He told him he had come to be baptized but John resisted that request. “It is
I who need baptism from you, he said, and yet you come to me.”
But Jesus prevailed. John was teaching that a
new order was about to begin; that the Kingdom of Heaven was near and Christ
knew it was time for him to begin preparing for his own public ministry. Just
as the waters of the Great Flood had washed away a corrupt world filled with
violence, so the baptism of Jesus signified that a new world order was at hand.
The synoptic gospels report that as he emerged from beneath the waters of the
Jordan, a dove descended upon him.
He understood the significance of this sign of
the dove. He knew it was a sign that had been given to Noah to let him know that
the world of the past, washed away by the Flood, was ready to be replaced.

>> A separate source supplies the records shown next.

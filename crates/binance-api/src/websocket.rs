//! WebSocket client for the Binance kline stream.

use futures_util::{SinkExt, StreamExt};
use std::time::Duration;
use tokio::net::TcpStream;
use tokio::sync::{mpsc, watch};
use tokio::time::interval;
use tokio_tungstenite::{connect_async, tungstenite::Message, MaybeTlsStream, WebSocketStream};

use crate::config::WsConfig;
use crate::error::{Error, Result};
use crate::types::{kline_stream_name, WsEvent};

type Socket = WebSocketStream<MaybeTlsStream<TcpStream>>;

/// WebSocket connection state.
#[derive(Debug, Clone, Copy, PartialEq, Eq)]
pub enum ConnectionState {
    /// Not connected.
    Disconnected,
    /// Dialing for the first time.
    Connecting,
    /// Connected and ready.
    Connected,
    /// Waiting to redial after the connection dropped.
    Reconnecting,
}

/// Streams live klines for one symbol and interval.
///
/// Binance raw streams carry the subscription in the URL, so a stream is
/// bound to its symbol/interval at connect time. Reconnects reuse the
/// same URL.
#[derive(Debug)]
pub struct KlineStream {
    config: WsConfig,
    state: watch::Receiver<ConnectionState>,
    close_tx: Option<mpsc::Sender<()>>,
}

impl KlineStream {
    /// Create a new stream client with default configuration.
    pub fn new() -> Self {
        Self::with_config(WsConfig::default())
    }

    /// Create a new stream client with custom configuration.
    pub fn with_config(config: WsConfig) -> Self {
        Self {
            config,
            state: idle_state(),
            close_tx: None,
        }
    }

    /// Connect to the kline stream for `symbol` at `interval` (e.g. "1m").
    ///
    /// Resolves once the first connection is up. Any previous connection
    /// held by this client is closed first.
    pub async fn connect(&mut self, symbol: &str, interval: &str) -> Result<mpsc::Receiver<WsEvent>> {
        if symbol.trim().is_empty() {
            return Err(Error::InvalidParameter("empty symbol".to_string()));
        }
        self.close().await?;

        let url = self.config.stream_url(&kline_stream_name(symbol, interval));
        url::Url::parse(&url)?;

        let (close_tx, close_rx) = mpsc::channel(1);
        let (event_tx, event_rx) = mpsc::channel(self.config.channel_buffer_size);
        let (state_tx, mut state_rx) = watch::channel(ConnectionState::Connecting);
        self.close_tx = Some(close_tx);
        self.state = state_rx.clone();

        tracing::info!("Connecting kline stream {}", url);
        tokio::spawn(run_connection(
            self.config.clone(),
            url,
            state_tx,
            close_rx,
            event_tx,
        ));

        match tokio::time::timeout(self.config.connect_timeout, wait_connected(&mut state_rx)).await {
            Ok(Ok(())) => Ok(event_rx),
            Ok(Err(e)) => Err(e),
            Err(_) => {
                self.close().await?;
                Err(Error::Timeout)
            }
        }
    }

    /// Close the WebSocket connection.
    pub async fn close(&mut self) -> Result<()> {
        if let Some(tx) = self.close_tx.take() {
            let _ = tx.send(()).await;
        }
        self.state = idle_state();
        Ok(())
    }

    /// Get the current connection state.
    pub fn state(&self) -> ConnectionState {
        *self.state.borrow()
    }

    /// Check if connected.
    pub fn is_connected(&self) -> bool {
        self.state() == ConnectionState::Connected
    }
}

impl Default for KlineStream {
    fn default() -> Self {
        Self::new()
    }
}

fn idle_state() -> watch::Receiver<ConnectionState> {
    watch::channel(ConnectionState::Disconnected).1
}

/// Wait for `Connected`. Fails once the connection task has given up.
async fn wait_connected(state: &mut watch::Receiver<ConnectionState>) -> Result<()> {
    loop {
        if *state.borrow_and_update() == ConnectionState::Connected {
            return Ok(());
        }
        if state.changed().await.is_err() {
            return Err(Error::ConnectionClosed);
        }
    }
}

/// Linear reconnect delay with an attempt cap.
#[derive(Debug, Clone)]
struct Backoff {
    enabled: bool,
    max_attempts: u32,
    delay: Duration,
    attempts: u32,
}

impl Backoff {
    fn new(config: &WsConfig) -> Self {
        Self {
            enabled: config.auto_reconnect,
            max_attempts: config.max_reconnect_attempts,
            delay: config.reconnect_delay,
            attempts: 0,
        }
    }

    /// Delay before the next attempt, or `None` when out of attempts.
    fn next_delay(&mut self) -> Option<Duration> {
        if !self.enabled || self.attempts >= self.max_attempts {
            return None;
        }
        self.attempts += 1;
        Some(self.delay * self.attempts)
    }

    fn reset(&mut self) {
        self.attempts = 0;
    }
}

/// Why a connected session ended.
enum SessionEnd {
    /// The socket dropped; worth redialing.
    Lost,
    /// Closed locally or nobody is listening any more.
    Stopped,
}

/// Dial, pump and redial until closed or out of attempts.
async fn run_connection(
    config: WsConfig,
    url: String,
    state: watch::Sender<ConnectionState>,
    mut close_rx: mpsc::Receiver<()>,
    event_tx: mpsc::Sender<WsEvent>,
) {
    let mut backoff = Backoff::new(&config);

    loop {
        match connect_async(url.as_str()).await {
            Ok((socket, _)) => {
                backoff.reset();
                let _ = state.send(ConnectionState::Connected);
                tracing::info!("Kline stream connected");

                let end = pump(socket, config.ping_interval, &mut close_rx, &event_tx).await;
                if matches!(end, SessionEnd::Stopped) {
                    break;
                }
            }
            Err(e) => tracing::warn!("WebSocket connection failed: {}", e),
        }

        let Some(delay) = backoff.next_delay() else {
            tracing::warn!("Giving up on kline stream after {} attempts", backoff.attempts);
            break;
        };
        let _ = state.send(ConnectionState::Reconnecting);
        tracing::info!("Reconnecting kline stream in {:?} (attempt {})", delay, backoff.attempts);
        tokio::select! {
            _ = tokio::time::sleep(delay) => {}
            _ = close_rx.recv() => break,
        }
    }

    let _ = state.send(ConnectionState::Disconnected);
}

/// Forward frames from one live socket until it ends.
async fn pump(
    socket: Socket,
    ping_every: Duration,
    close_rx: &mut mpsc::Receiver<()>,
    event_tx: &mpsc::Sender<WsEvent>,
) -> SessionEnd {
    let (mut write, mut read) = socket.split();
    let mut ping = interval(ping_every);

    loop {
        tokio::select! {
            frame = read.next() => {
                let event = match frame {
                    Some(Ok(Message::Text(text))) => WsEvent::parse(&text),
                    Some(Ok(Message::Ping(data))) => {
                        let _ = write.send(Message::Pong(data)).await;
                        WsEvent::Ping
                    }
                    Some(Ok(Message::Pong(_))) => WsEvent::Pong,
                    Some(Ok(Message::Close(_))) => {
                        tracing::info!("Kline stream closed by server");
                        return SessionEnd::Lost;
                    }
                    Some(Ok(_)) => continue,
                    Some(Err(e)) => {
                        tracing::warn!("WebSocket error: {}", e);
                        return SessionEnd::Lost;
                    }
                    None => {
                        tracing::info!("Kline stream ended");
                        return SessionEnd::Lost;
                    }
                };
                if event_tx.send(event).await.is_err() {
                    tracing::debug!("Event receiver dropped, closing kline stream");
                    let _ = write.send(Message::Close(None)).await;
                    return SessionEnd::Stopped;
                }
            }

            _ = close_rx.recv() => {
                let _ = write.send(Message::Close(None)).await;
                return SessionEnd::Stopped;
            }

            _ = ping.tick() => {
                if write.send(Message::Ping(Vec::new())).await.is_err() {
                    tracing::warn!("Failed to send ping");
                    return SessionEnd::Lost;
                }
            }
        }
    }
}

#[cfg(test)]
mod tests {
    use super::*;

    #[test]
    fn test_stream_url() {
        let config = WsConfig::default();
        assert_eq!(
            config.stream_url(&kline_stream_name("BTCUSDT", "1m")),
            "wss://stream.binance.com:9443/ws/btcusdt@kline_1m"
        );
    }

    #[tokio::test]
    async fn test_empty_symbol_rejected() {
        let mut stream = KlineStream::new();
        assert!(matches!(
            stream.connect(" ", "1m").await,
            Err(Error::InvalidParameter(_))
        ));
        assert_eq!(stream.state(), ConnectionState::Disconnected);
    }

    #[test]
    fn test_backoff_grows_then_gives_up() {
        let config = WsConfig::default();
        let mut backoff = Backoff::new(&config);
        let delays: Vec<Duration> = std::iter::from_fn(|| backoff.next_delay()).collect();
        assert_eq!(delays.len(), config.max_reconnect_attempts as usize);
        assert_eq!(delays[0], config.reconnect_delay);
        assert_eq!(delays[2], config.reconnect_delay * 3);

        backoff.reset();
        assert_eq!(backoff.next_delay(), Some(config.reconnect_delay));
    }

    #[test]
    fn test_backoff_disabled() {
        let config = WsConfig::default().with_auto_reconnect(false);
        assert_eq!(Backoff::new(&config).next_delay(), None);
    }

    #[tokio::test]
    async fn test_wait_connected_fails_when_task_exits() {
        let (tx, mut rx) = watch::channel(ConnectionState::Connecting);
        drop(tx);
        assert!(matches!(wait_connected(&mut rx).await, Err(Error::ConnectionClosed)));
    }

    #[tokio::test]
    async fn test_wait_connected_sees_later_connect() {
        let (tx, mut rx) = watch::channel(ConnectionState::Connecting);
        let waiter = tokio::spawn(async move { wait_connected(&mut rx).await });
        tx.send(ConnectionState::Connected).unwrap();
        assert!(waiter.await.unwrap().is_ok());
    }
}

“He (Noah) sent out a dove from him, to see if the water was abated from off the
face of the ground; But the dove found no rest for the sole of her foot. . .and
again he sent the dove out of the ark; . . .and lo, in her mouth was an olive
leaf plucked off; so Noah knew that the waters were abated from off the earth.”
As Jesus emerged from the waters of the
Jordan, the dove found “rest for the sole of her foot.” He was the ground upon
which the new order was to be built. But first he had to wrestle with the
temptation to carry out his mission by accepting the rewards offered to those
for whom the end justifies the means. “Filled with the Holy Spirit, Jesus
left the Jordan and was led by the Spirit through the wilderness, being tempt-ed
there by the devil forty days.”
For forty days and nights he fasted and
prayed, trying to find the way in which he would be able to carry out his
redemptive mission. And during that time he was tempted by the collective
consciousness of this world; a consciousness personified as Satan.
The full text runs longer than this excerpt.